The rest of the gang is doing great, although Wootie seems to feel he has some kind of dietary deficiency that requires him to consume large quantities of dirt, which leaves him resembling a hipster with an ironic mud goatee.
TWooie is still fat, and still rotten to the core ;-)
Rhumba is still with me :( I put an adoption ad for her on the “Women Seeking Women” section of Craigslist, but it got flagged off in a matter of minutes. Some people have NO sense of humour at all. Harumph. She is still looking for a ladies-only home, and she really is such a fun, cool little dog.
Tweed’s doing GREAT. He has started sleeping in “old dog positions” lately, which distresses me, but he still plays fetch twice a day, and chases Dexter all over the damn joint at top speed. I don’t know anyone else with a 15 year old dog that is this spry! Doesn’t look a day over 10 to me.
Piper refused to pose for any photos, because she only wanted to dance around behind me with a stuffie in her mouth.

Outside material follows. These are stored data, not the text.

//! Raw statement handle over the SQLite C API.
//!
//! This is the only module that contains `unsafe` code. Connections are
//! opened and owned by rusqlite; compiled statements are driven directly
//! through `rusqlite::ffi` because a statement that outlives a single call
//! and is stepped repeatedly cannot be held through rusqlite's borrowed
//! `Rows` cursor.

use std::ffi::{CStr, c_char, c_int, c_void};
use std::ptr::{self, NonNull};

use rusqlite::{Connection, ffi};
use tracing::trace;

use crate::error::{Error, Result, fatal_unknown_type};
use crate::value::ColumnType;

/// Outcome of one successful `sqlite3_step` call.
#[derive(Debug, Clone, Copy, PartialEq, Eq)]
pub enum Step {
    /// A result row is available for column reads.
    Row,
    /// The statement has run to completion.
    Done,
}

/// An owned, non-null `sqlite3_stmt`. Finalized on drop.
///
/// Every method takes `&self`; the engine does its own bookkeeping behind
/// the pointer. Callers must not keep a slice returned by
/// [`column_text`](Self::column_text) or [`column_blob`](Self::column_blob)
/// alive across a step, reset, or finalize of the same statement.
#[derive(Debug)]
pub struct RawStatement {
    ptr: NonNull<ffi::sqlite3_stmt>,
}

impl RawStatement {
    /// Compiles the single statement in `sql`.
    ///
    /// Returns `Ok(None)` when `sql` holds no statement at all (empty,
    /// whitespace, or comments only). Fails with
    /// [`Error::MultipleStatements`] if anything other than comments
    /// follows the first statement, and with [`Error::NulInSql`] if `sql`
    /// contains a NUL byte, where the engine would stop reading.
    pub(crate) fn prepare(conn: &Connection, sql: &str) -> Result<Option<RawStatement>> {
        if let Some(position) = sql.find('\0') {
            return Err(Error::NulInSql { position });
        }

        // SAFETY: the handle stays valid while `conn` is borrowed, and it is
        // only passed to engine calls below.
        let db = unsafe { conn.handle() };

        let (statement, consumed) = prepare_one(db, sql)?;
        let rest = &sql[consumed..];
        if !rest.trim_matches(|c: char| c.is_whitespace() || c == ';').is_empty() {
            // A tail that depends on the first statement fails to compile.
            match prepare_one(db, rest) {
                Ok((None, _)) => {}
                Ok((Some(_), _)) | Err(_) => return Err(Error::MultipleStatements),
            }
        }
        Ok(statement)
    }

    fn as_ptr(&self) -> *mut ffi::sqlite3_stmt {
        self.ptr.as_ptr()
    }

    /// Builds an [`Error::Engine`] from `rc` and the connection's message.
    fn error(&self, rc: c_int) -> Error {
        // SAFETY: a live statement always has a live owning connection.
        unsafe { engine_error(ffi::sqlite3_db_handle(self.as_ptr()), rc) }
    }

    fn check(&self, rc: c_int) -> Result<()> {
        if rc == ffi::SQLITE_OK {
            Ok(())
        } else {
            Err(self.error(rc))
        }
    }

    pub(crate) fn step(&self) -> Result<Step> {
        // SAFETY: `ptr` is a live statement owned by `self`.
        let rc = unsafe { ffi::sqlite3_step(self.as_ptr()) };
        match rc {
            ffi::SQLITE_ROW => Ok(Step::Row),
            ffi::SQLITE_DONE => Ok(Step::Done),
            rc => Err(self.error(rc)),
        }
    }

    /// Rewinds the statement.
    ///
    /// After a failed step, `sqlite3_reset` rewinds but returns that step's
    /// error again. A second call reports on the reset itself.
    pub(crate) fn reset(&self) -> Result<()> {
        // SAFETY: `ptr` is a live statement owned by `self`.
        let rc = unsafe { ffi::sqlite3_reset(self.as_ptr()) };
        if rc == ffi::SQLITE_OK {
            return Ok(());
        }
        trace!(rc, "reset repeated the last step error");
        // SAFETY: as above.
        let rc = unsafe { ffi::sqlite3_reset(self.as_ptr()) };
        self.check(rc)
    }

    pub(crate) fn sql(&self) -> String {
        // SAFETY: `ptr` is live; the returned string is owned by the statement.
        unsafe { lossy(ffi::sqlite3_sql(self.as_ptr())) }
    }

    pub(crate) fn parameter_count(&self) -> usize {
        // SAFETY: `ptr` is a live statement owned by `self`.
        let count = unsafe { ffi::sqlite3_bind_parameter_count(self.as_ptr()) };
        usize::try_from(count).unwrap_or(0)
    }

    pub(crate) fn bind_float(&self, index: c_int, value: f64) -> Result<()> {
        // SAFETY: `ptr` is a live statement owned by `self`.
        let rc = unsafe { ffi::sqlite3_bind_double(self.as_ptr(), index, value) };
        self.check(rc)
    }

    pub(crate) fn bind_integer(&self, index: c_int, value: i64) -> Result<()> {
        // SAFETY: `ptr` is a live statement owned by `self`.
        let rc = unsafe { ffi::sqlite3_bind_int64(self.as_ptr(), index, value) };
        self.check(rc)
    }

    /// Binds text; the engine copies the bytes before returning.
    pub(crate) fn bind_text(&self, index: c_int, value: &str) -> Result<()> {
        let len = self.length(value.len())?;
        // SAFETY: `value` is valid for `len` bytes and SQLITE_TRANSIENT makes
        // the engine take its own copy.
        let rc = unsafe {
            ffi::sqlite3_bind_text(
                self.as_ptr(),
                index,
                value.as_ptr().cast::<c_char>(),
                len,
                ffi::SQLITE_TRANSIENT(),
            )
        };
        self.check(rc)
    }

    /// Binds a blob; the engine copies the bytes before returning.
    pub(crate) fn bind_blob(&self, index: c_int, value: &[u8]) -> Result<()> {
        let len = self.length(value.len())?;
        // A null data pointer would bind NULL, so empty blobs go through
        // zeroblob instead.
        let rc = if len == 0 {
            // SAFETY: `ptr` is a live statement owned by `self`.
            unsafe { ffi::sqlite3_bind_zeroblob(self.as_ptr(), index, 0) }
        } else {
            // SAFETY: `value` is valid for `len` bytes and SQLITE_TRANSIENT
            // makes the engine take its own copy.
            unsafe {
                ffi::sqlite3_bind_blob(
                    self.as_ptr(),
                    index,
                    value.as_ptr().cast::<c_void>(),
                    len,
                    ffi::SQLITE_TRANSIENT(),
                )
            }
        };
        self.check(rc)
    }

    pub(crate) fn bind_null(&self, index: c_int) -> Result<()> {
        // SAFETY: `ptr` is a live statement owned by `self`.
        let rc = unsafe { ffi::sqlite3_bind_null(self.as_ptr(), index) };
        self.check(rc)
    }

    pub(crate) fn column_count(&self) -> usize {
        // SAFETY: `ptr` is a live statement owned by `self`.
        let count = unsafe { ffi::sqlite3_column_count(self.as_ptr()) };
        usize::try_from(count).unwrap_or(0)
    }

    pub(crate) fn column_type(&self, column: c_int) -> ColumnType {
        // SAFETY: `ptr` is live and `column` was range-checked by the caller.
        let code = unsafe { ffi::sqlite3_column_type(self.as_ptr(), column) };
        match code {
            ffi::SQLITE_INTEGER => ColumnType::Integer,
            ffi::SQLITE_FLOAT => ColumnType::Float,
            ffi::SQLITE_TEXT => ColumnType::Text,
            ffi::SQLITE_BLOB => ColumnType::Blob,
            ffi::SQLITE_NULL => ColumnType::Null,
            other => fatal_unknown_type(other),
        }
    }

    pub(crate) fn column_name(&self, column: c_int) -> Result<String> {
        // SAFETY: `ptr` is live and `column` was range-checked by the caller.
        let name = unsafe { ffi::sqlite3_column_name(self.as_ptr(), column) };
        if name.is_null() {
            return Err(self.error(ffi::SQLITE_NOMEM));
        }
        // SAFETY: non-null names are NUL-terminated and owned by the statement.
        Ok(unsafe { lossy(name) })
    }

    pub(crate) fn column_float(&self, column: c_int) -> f64 {
        // SAFETY: `ptr` is live and `column` was range-checked by the caller.
        unsafe { ffi::sqlite3_column_double(self.as_ptr(), column) }
    }

    pub(crate) fn column_integer(&self, column: c_int) -> i64 {
        // SAFETY: `ptr` is live and `column` was range-checked by the caller.
        unsafe { ffi::sqlite3_column_int64(self.as_ptr(), column) }
    }

    /// Returns the raw bytes of a text column.
    ///
    /// # Safety
    ///
    /// The slice points into the engine's per-step buffer. It must not be
    /// used after the next step, reset, or finalize of this statement.
    pub(crate) unsafe fn column_text(&self, column: c_int) -> Result<&[u8]> {
        // SAFETY: `ptr` is live; text must be fetched before its byte count.
        unsafe {
            let data = ffi::sqlite3_column_text(self.as_ptr(), column);
            let len = ffi::sqlite3_column_bytes(self.as_ptr(), column);
            self.column_bytes(data.cast::<u8>(), len)
        }
    }

    /// Returns the raw bytes of a blob column.
    ///
    /// # Safety
    ///
    /// Same contract as [`column_text`](Self::column_text).
    pub(crate) unsafe fn column_blob(&self, column: c_int) -> Result<&[u8]> {
        // SAFETY: `ptr` is live; blob must be fetched before its byte count.
        unsafe {
            let data = ffi::sqlite3_column_blob(self.as_ptr(), column);
            let len = ffi::sqlite3_column_bytes(self.as_ptr(), column);
            self.column_bytes(data.cast::<u8>(), len)
        }
    }

    /// # Safety
    ///
    /// `data` must be null or valid for `len` bytes for the returned lifetime.
    unsafe fn column_bytes(&self, data: *const u8, len: c_int) -> Result<&[u8]> {
        let len = usize::try_from(len).unwrap_or(0);
        if data.is_null() {
            // Zero-length values come back as null; anything else is OOM.
            return if len == 0 {
                Ok(&[])
            } else {
                Err(self.error(ffi::SQLITE_NOMEM))
            };
        }
        // SAFETY: upheld by the caller.
        Ok(unsafe { std::slice::from_raw_parts(data, len) })
    }

    fn length(&self, len: usize) -> Result<c_int> {
        c_int::try_from(len).map_err(|_| Error::Engine {
            code: ffi::SQLITE_TOOBIG,
            message: format!("value of {len} bytes exceeds the engine limit"),
        })
    }
}

impl Drop for RawStatement {
    fn drop(&mut self) {
        // SAFETY: `ptr` is owned by `self` and finalized exactly once here.
        // The return code repeats the last step's error, which was already
        // surfaced.
        unsafe {
            ffi::sqlite3_finalize(self.as_ptr());
        }
    }
}

/// Compiles the first statement of `sql`, returning it (if any) and the
/// number of bytes consumed.
fn prepare_one(db: *mut ffi::sqlite3, sql: &str) -> Result<(Option<RawStatement>, usize)> {
    let len = c_int::try_from(sql.len()).map_err(|_| Error::Engine {
        code: ffi::SQLITE_TOOBIG,
        message: format!("SQL text of {} bytes exceeds the engine limit", sql.len()),
    })?;
    let mut stmt = ptr::null_mut();
    let mut tail: *const c_char = ptr::null();
    // SAFETY: `db` is a live connection handle and `sql` is valid for `len`
    // bytes; the engine does not require NUL termination when a length is
    // given.
    let rc = unsafe {
        ffi::sqlite3_prepare_v2(db, sql.as_ptr().cast::<c_char>(), len, &mut stmt, &mut tail)
    };
    if rc != ffi::SQLITE_OK {
        // SAFETY: on failure no statement is allocated; `db` is live.
        return Err(unsafe { engine_error(db, rc) });
    }
    let consumed = if tail.is_null() {
        sql.len()
    } else {
        // `tail` points into `sql`, at or after its start.
        (tail as usize).saturating_sub(sql.as_ptr() as usize).min(sql.len())
    };
    Ok((NonNull::new(stmt).map(|ptr| RawStatement { ptr }), consumed))
}

/// # Safety
///
/// `db` must be a live connection handle or null.
unsafe fn engine_error(db: *mut ffi::sqlite3, rc: c_int) -> Error {
    // SAFETY: the engine tolerates null for both calls; strings it returns
    // are NUL-terminated and static or connection-owned.
    unsafe {
        let code = if db.is_null() {
            rc
        } else {
            match ffi::sqlite3_extended_errcode(db) {
                // A stale connection code; report the call's own result.
                ffi::SQLITE_OK => rc,
                extended if extended & 0xff == rc & 0xff => extended,
                _ => rc,
            }
        };
        let message = if db.is_null() {
            lossy(ffi::sqlite3_errstr(rc))
        } else {
            lossy(ffi::sqlite3_errmsg(db))
        };
        Error::Engine { code, message }
    }
}

/// # Safety
///
/// `ptr` must be null or point to a NUL-terminated string.
unsafe fn lossy(ptr: *const c_char) -> String {
    if ptr.is_null() {
        return String::new();
    }
    // SAFETY: upheld by the caller.
    unsafe { CStr::from_ptr(ptr) }.to_string_lossy().into_owned()
}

But after years of promises, I finally came through and got her 5 baby Indian Runner Ducks.
When they are big enough, she can work them to her heart’s content. Next I need to set up the duck pen … anyone want to come help me move the duck house to its new location? It’s really fuckin’ heavy!
I’m loving the new camera lens … if only the weather would be more cooperative so I could take more photos!
But now I am on the hunt to purchase a second hand Canon 7D. Anyone got one for sale?